You also can find the regex with the example here. As you can see on that page, it finds one big match, instead of multiple smaller matches. I assume that you need the Question and Answer texts for two matches, because Question 2, for example, means both the end of the match of Answer 1, and the start of the match of Question 2. How can I get the questions and the answers itself correctly, so that I can put it in a dictionary (including the last answer, after which no new 'Question X' follows), as shown in the example dictionary?

If there is a question followed by an answer, you don't have to use the alternation |, but you can first match Question and then match Answer
\bQuestion\s+\d+\s+(\S.*?)\s+Answer\s+\d+\s+(\S.*?)\s*(?=Question|$)

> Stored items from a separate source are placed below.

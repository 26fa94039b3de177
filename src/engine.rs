//! Host-facing entry points: compile once, run against any context.

use crate::ast::Program;
use crate::diagnostic::SourceText;
use crate::environment::{Environment, Inputs};
use crate::error::{CompileError, Error, RuntimeError, ScriptError};
use crate::evaluator::Evaluator;
use crate::object::{ReadOnlyView, ScriptObject};
use crate::options::EngineOptions;
use crate::parser::parse;
use crate::validator::validate;
use crate::value::Value;
use std::rc::Rc;
use tracing::debug;

/// Compiles scripts under one fixed configuration.
///
/// # Example
///
/// ```
/// use sbx::{Engine, Inputs, Record, Value};
/// use std::rc::Rc;
///
/// let engine = Engine::new();
/// let script = engine.compile("result = object.total * 2").unwrap();
/// let context = Rc::new(Record::new("Invoice").with("total", 21i64));
/// assert_eq!(script.run(context, &Inputs::new()).unwrap(), Value::Int(42));
/// ```
#[derive(Debug, Clone, Default)]
pub struct Engine {
    options: Rc<EngineOptions>,
}

impl Engine {
    pub fn new() -> Self {
        Self::default()
    }

    pub fn with_options(options: EngineOptions) -> Self {
        Self {
            options: Rc::new(options),
        }
    }

    pub fn options(&self) -> &EngineOptions {
        &self.options
    }

    /// Parses and validates `source`.
    ///
    /// Fails on empty input, on a syntax error, or on the first syntax
    /// element outside the allowlist.
    pub fn compile(&self, source: &str) -> Result<CompiledScript, CompileError> {
        if source.is_empty() {
            return Err(CompileError::new(
                ScriptError::invalid_input("script source is empty"),
                None,
            ));
        }

        let text = SourceText::new(source);
        let program = parse(source).map_err(|error| CompileError::new(error, Some(&text)))?;
        validate(&program, &self.options.allowed_nodes).map_err(|error| CompileError::new(error, Some(&text)))?;

        debug!(
            statements = program.statements.len(),
            lines = text.line_count(),
            "script compiled"
        );
        Ok(CompiledScript {
            source: text,
            program,
            options: Rc::clone(&self.options),
        })
    }

    /// Like [`compile`](Self::compile) for raw bytes; anything that is not
    /// UTF-8 is rejected before parsing.
    pub fn compile_bytes(&self, source: &[u8]) -> Result<CompiledScript, CompileError> {
        let text = std::str::from_utf8(source).map_err(|error| {
            CompileError::new(
                ScriptError::invalid_input(format!("non-text input: {}", error)),
                None,
            )
        })?;
        self.compile(text)
    }

    /// Compiles and runs in one step.
    pub fn evaluate(&self, source: &str, context: Rc<dyn ScriptObject>, inputs: &Inputs) -> Result<Value, Error> {
        let script = self.compile(source)?;
        Ok(script.run(context, inputs)?)
    }
}

/// A validated program plus the source lines needed for diagnostics.
#[derive(Debug, Clone)]
pub struct CompiledScript {
    source: SourceText,
    program: Program,
    options: Rc<EngineOptions>,
}

impl CompiledScript {
    pub fn source(&self) -> &SourceText {
        &self.source
    }

    /// Runs the script in a fresh environment and returns the value left in
    /// `result` (`None` if the script never set it).
    pub fn run(&self, context: Rc<dyn ScriptObject>, inputs: &Inputs) -> Result<Value, RuntimeError> {
        let fail = |error: ScriptError| RuntimeError::new(error, Some(&self.source));

        let view = ReadOnlyView::new(context, Rc::new(self.options.denied_members.clone()));
        let environment = Environment::new(view, inputs, &self.options.globals).map_err(fail)?;
        let mut evaluator = Evaluator::new(environment, self.options.execution);

        let outcome = evaluator.evaluate_program(&self.program);
        debug!(
            iterations = evaluator.iterations(),
            failed = outcome.is_err(),
            "script finished"
        );
        outcome.map_err(fail)?;
        Ok(evaluator.into_result())
    }
}

/// A stateful wrapper holding one context and at most one compiled script.
///
/// A failed `compile` keeps the previously compiled script.
#[derive(Debug)]
pub struct Sandbox {
    engine: Engine,
    context: Rc<dyn ScriptObject>,
    inputs: Inputs,
    script: Option<CompiledScript>,
}

impl Sandbox {
    pub fn new(engine: Engine, context: Rc<dyn ScriptObject>, inputs: Inputs) -> Self {
        Self {
            engine,
            context,
            inputs,
            script: None,
        }
    }

    pub fn compile(&mut self, source: &str) -> Result<(), CompileError> {
        self.script = Some(self.engine.compile(source)?);
        Ok(())
    }

    pub fn run(&mut self) -> Result<Value, RuntimeError> {
        let script = self.script.as_ref().ok_or_else(|| {
            RuntimeError::new(
                ScriptError::invalid_input("run() called before a successful compile()"),
                None,
            )
        })?;
        script.run(Rc::clone(&self.context), &self.inputs)
    }

    pub fn script(&self) -> Option<&CompiledScript> {
        self.script.as_ref()
    }
}

#[cfg(test)]
mod tests {
    use super::*;
    use crate::error::ErrorKind;
    use crate::object::Record;
    use pretty_assertions::assert_eq;

    fn document() -> Rc<dyn ScriptObject> {
        Rc::new(Record::new("Document").with("pages", 3i64))
    }

    #[test]
    fn empty_and_binary_input_fail_before_parsing() {
        let engine = Engine::new();
        let error = engine.compile("").unwrap_err();
        assert_eq!(error.kind(), ErrorKind::InvalidInput);
        assert_eq!(error.line(), None);

        let error = engine.compile_bytes(&[0x66, 0xff, 0xfe]).unwrap_err();
        assert_eq!(error.kind(), ErrorKind::InvalidInput);
        assert!(error.message().starts_with("non-text input"));
    }

    #[test]
    fn sandbox_requires_a_compiled_script() {
        let mut sandbox = Sandbox::new(Engine::new(), document(), Inputs::type_object(1));
        let error = sandbox.run().unwrap_err();
        assert_eq!(error.kind(), ErrorKind::InvalidInput);

        sandbox.compile("result = object.pages + type_object").unwrap();
        assert_eq!(sandbox.run().unwrap(), Value::Int(4));

        assert!(sandbox.compile("import os").is_err());
        assert_eq!(sandbox.run().unwrap(), Value::Int(4));
    }

    #[test]
    fn each_run_starts_from_a_clean_scope() {
        let script = Engine::new()
            .compile("items = [1]\nitems.append(2)\nresult = len(items)")
            .unwrap();
        for _ in 0..2 {
            assert_eq!(script.run(document(), &Inputs::new()).unwrap(), Value::Int(2));
        }
    }

    #[test]
    fn runtime_failures_carry_a_context_window() {
        let source = "a = 1\nb = 2\nc = 3\nd = 0\ne = a / d\nf = 5\ng = 6\nh = 7\ni = 8\nj = 9";
        let script = Engine::new().compile(source).unwrap();
        let error = script.run(document(), &Inputs::new()).unwrap_err();
        assert_eq!(error.kind(), ErrorKind::ZeroDivisionError);
        let numbers: Vec<usize> = error.diagnostic().window().iter().map(|line| line.number).collect();
        assert_eq!(numbers, vec![4, 5, 6]);
        assert!(error.to_string().contains(">>>    5. e = a / d"));
    }
}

\bQuestion\s+\d+\s+ Match Question followed by 1+ digits between whitespace chars
(\S.*?) Capture group 1, match at least a single non whitespace char
\s+Answer\s+\d+\s+ Match Answer followed by 1+ digits between whitespace chars
(\S.*?) Capture group 2, match at least a single non whitespace char
\s*(?=Question|$) Match optional whitespace char asserting either another question to the right or the end of the string in case of the last question
Then you could for example use re.findall to get the group 1 and group 2 values and fill a dictionary.
Regex demo | Python demo
import re
dict = {}
regex = r"\bQuestion\s+\d+\s+(\S.*?)\s+Answer\s+\d+\s+(\S.*?)\s*(?=Question|$)"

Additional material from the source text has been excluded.